## [MATERIAL FOR THIS TASK]
"""
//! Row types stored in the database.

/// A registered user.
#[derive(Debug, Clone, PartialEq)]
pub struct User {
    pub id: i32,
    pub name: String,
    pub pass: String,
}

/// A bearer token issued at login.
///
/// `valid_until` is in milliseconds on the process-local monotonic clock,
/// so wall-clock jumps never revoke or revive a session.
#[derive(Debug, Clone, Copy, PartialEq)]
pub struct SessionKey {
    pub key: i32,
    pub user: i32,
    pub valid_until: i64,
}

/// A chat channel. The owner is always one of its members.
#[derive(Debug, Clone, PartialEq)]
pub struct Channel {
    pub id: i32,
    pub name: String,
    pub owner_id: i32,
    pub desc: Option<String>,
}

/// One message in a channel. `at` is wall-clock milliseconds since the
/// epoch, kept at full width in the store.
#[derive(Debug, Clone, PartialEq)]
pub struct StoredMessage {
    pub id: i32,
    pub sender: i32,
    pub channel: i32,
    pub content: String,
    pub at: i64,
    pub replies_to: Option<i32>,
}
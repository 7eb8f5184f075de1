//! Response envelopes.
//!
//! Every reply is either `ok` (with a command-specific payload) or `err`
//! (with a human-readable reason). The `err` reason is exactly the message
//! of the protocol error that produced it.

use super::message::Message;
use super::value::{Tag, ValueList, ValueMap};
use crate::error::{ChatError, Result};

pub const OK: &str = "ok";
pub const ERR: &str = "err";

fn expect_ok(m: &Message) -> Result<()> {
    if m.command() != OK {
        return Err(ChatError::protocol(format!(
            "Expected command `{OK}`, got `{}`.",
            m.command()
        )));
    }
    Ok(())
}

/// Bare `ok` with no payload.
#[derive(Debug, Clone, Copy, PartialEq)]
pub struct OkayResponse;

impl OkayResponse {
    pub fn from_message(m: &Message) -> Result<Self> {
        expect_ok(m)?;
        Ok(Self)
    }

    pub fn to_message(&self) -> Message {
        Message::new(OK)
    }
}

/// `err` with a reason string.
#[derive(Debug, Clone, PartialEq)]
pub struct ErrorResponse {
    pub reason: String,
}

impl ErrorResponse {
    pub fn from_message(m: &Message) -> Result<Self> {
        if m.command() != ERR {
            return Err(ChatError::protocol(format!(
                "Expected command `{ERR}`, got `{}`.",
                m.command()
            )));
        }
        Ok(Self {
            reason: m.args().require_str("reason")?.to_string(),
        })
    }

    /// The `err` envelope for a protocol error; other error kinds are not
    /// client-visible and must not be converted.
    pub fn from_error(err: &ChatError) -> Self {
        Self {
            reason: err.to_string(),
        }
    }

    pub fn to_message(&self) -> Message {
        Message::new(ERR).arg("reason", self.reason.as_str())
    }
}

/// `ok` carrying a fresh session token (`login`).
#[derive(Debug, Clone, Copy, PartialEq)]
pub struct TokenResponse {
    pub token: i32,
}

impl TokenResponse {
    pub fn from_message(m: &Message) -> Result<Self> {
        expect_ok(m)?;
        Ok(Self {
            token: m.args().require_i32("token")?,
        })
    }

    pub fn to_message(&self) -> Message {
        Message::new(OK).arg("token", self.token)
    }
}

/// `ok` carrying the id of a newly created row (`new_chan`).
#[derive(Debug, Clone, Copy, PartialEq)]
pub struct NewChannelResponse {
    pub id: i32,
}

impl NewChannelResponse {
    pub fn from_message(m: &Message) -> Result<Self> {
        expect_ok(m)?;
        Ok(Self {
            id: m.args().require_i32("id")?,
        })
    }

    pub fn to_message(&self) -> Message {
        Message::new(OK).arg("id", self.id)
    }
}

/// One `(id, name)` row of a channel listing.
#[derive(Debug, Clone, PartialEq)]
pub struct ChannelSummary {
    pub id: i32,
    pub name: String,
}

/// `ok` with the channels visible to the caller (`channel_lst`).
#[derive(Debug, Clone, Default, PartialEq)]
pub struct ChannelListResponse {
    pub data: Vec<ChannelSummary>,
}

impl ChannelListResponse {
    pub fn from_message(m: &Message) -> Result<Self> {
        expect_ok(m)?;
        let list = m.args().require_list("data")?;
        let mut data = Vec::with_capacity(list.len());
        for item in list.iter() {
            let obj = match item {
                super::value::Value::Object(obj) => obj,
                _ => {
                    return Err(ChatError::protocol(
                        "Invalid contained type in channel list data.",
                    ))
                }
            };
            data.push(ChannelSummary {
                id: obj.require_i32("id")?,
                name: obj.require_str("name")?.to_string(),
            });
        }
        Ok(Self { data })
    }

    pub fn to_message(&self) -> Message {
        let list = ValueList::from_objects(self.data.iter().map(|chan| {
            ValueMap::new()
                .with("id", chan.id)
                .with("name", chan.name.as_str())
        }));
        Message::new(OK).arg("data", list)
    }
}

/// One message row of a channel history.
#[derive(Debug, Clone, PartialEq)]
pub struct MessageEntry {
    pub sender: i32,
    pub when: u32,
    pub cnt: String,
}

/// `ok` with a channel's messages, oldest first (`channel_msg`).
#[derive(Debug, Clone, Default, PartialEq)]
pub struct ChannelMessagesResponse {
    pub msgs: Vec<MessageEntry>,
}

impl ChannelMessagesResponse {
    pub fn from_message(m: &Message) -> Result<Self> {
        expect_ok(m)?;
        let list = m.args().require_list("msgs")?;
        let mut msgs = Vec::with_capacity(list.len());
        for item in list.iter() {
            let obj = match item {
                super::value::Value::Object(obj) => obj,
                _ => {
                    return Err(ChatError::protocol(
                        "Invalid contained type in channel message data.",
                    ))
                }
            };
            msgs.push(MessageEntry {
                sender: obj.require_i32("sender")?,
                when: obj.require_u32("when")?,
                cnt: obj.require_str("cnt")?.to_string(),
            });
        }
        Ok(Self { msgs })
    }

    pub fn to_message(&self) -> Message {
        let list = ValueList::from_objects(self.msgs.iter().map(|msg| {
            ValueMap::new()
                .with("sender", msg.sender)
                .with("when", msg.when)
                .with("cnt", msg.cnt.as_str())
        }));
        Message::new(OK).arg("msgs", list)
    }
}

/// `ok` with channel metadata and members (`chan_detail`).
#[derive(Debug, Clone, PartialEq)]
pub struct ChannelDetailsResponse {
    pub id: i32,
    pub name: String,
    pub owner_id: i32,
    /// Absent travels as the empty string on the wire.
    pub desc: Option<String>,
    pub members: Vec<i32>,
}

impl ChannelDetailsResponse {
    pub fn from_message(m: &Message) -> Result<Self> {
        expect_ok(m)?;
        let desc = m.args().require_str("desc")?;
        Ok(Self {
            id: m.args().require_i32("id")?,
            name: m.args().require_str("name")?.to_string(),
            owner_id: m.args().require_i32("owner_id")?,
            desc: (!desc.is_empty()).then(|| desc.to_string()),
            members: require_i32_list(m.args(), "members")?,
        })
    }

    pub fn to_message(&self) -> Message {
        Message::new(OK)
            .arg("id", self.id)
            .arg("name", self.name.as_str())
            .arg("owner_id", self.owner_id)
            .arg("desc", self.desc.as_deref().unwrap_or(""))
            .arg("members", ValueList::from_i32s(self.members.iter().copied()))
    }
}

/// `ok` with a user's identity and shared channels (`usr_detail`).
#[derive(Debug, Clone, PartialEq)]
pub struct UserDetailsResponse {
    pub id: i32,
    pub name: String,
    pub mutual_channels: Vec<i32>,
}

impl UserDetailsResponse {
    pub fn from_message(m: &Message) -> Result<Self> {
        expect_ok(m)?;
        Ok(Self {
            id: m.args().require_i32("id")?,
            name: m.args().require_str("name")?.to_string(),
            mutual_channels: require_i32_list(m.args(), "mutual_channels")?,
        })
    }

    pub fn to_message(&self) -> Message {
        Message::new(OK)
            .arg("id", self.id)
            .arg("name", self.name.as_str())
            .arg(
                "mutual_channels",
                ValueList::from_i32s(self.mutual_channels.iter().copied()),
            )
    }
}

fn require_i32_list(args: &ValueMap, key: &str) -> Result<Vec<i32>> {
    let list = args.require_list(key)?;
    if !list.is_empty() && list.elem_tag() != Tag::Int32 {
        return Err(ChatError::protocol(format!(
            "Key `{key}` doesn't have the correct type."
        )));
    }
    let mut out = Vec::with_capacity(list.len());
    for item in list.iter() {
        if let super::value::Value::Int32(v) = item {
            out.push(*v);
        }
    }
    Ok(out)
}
"""
## [HOW TO COMPLETE THIS TASK]
Show the lines of the records above that mention "protocol".

## [FINISHED TASK]
//! of the protocol error that produced it.
        return Err(ChatError::protocol(format!(
            return Err(ChatError::protocol(format!(
    /// The `err` envelope for a protocol error; other error kinds are not
                    return Err(ChatError::protocol(
                    return Err(ChatError::protocol(
        return Err(ChatError::protocol(format!(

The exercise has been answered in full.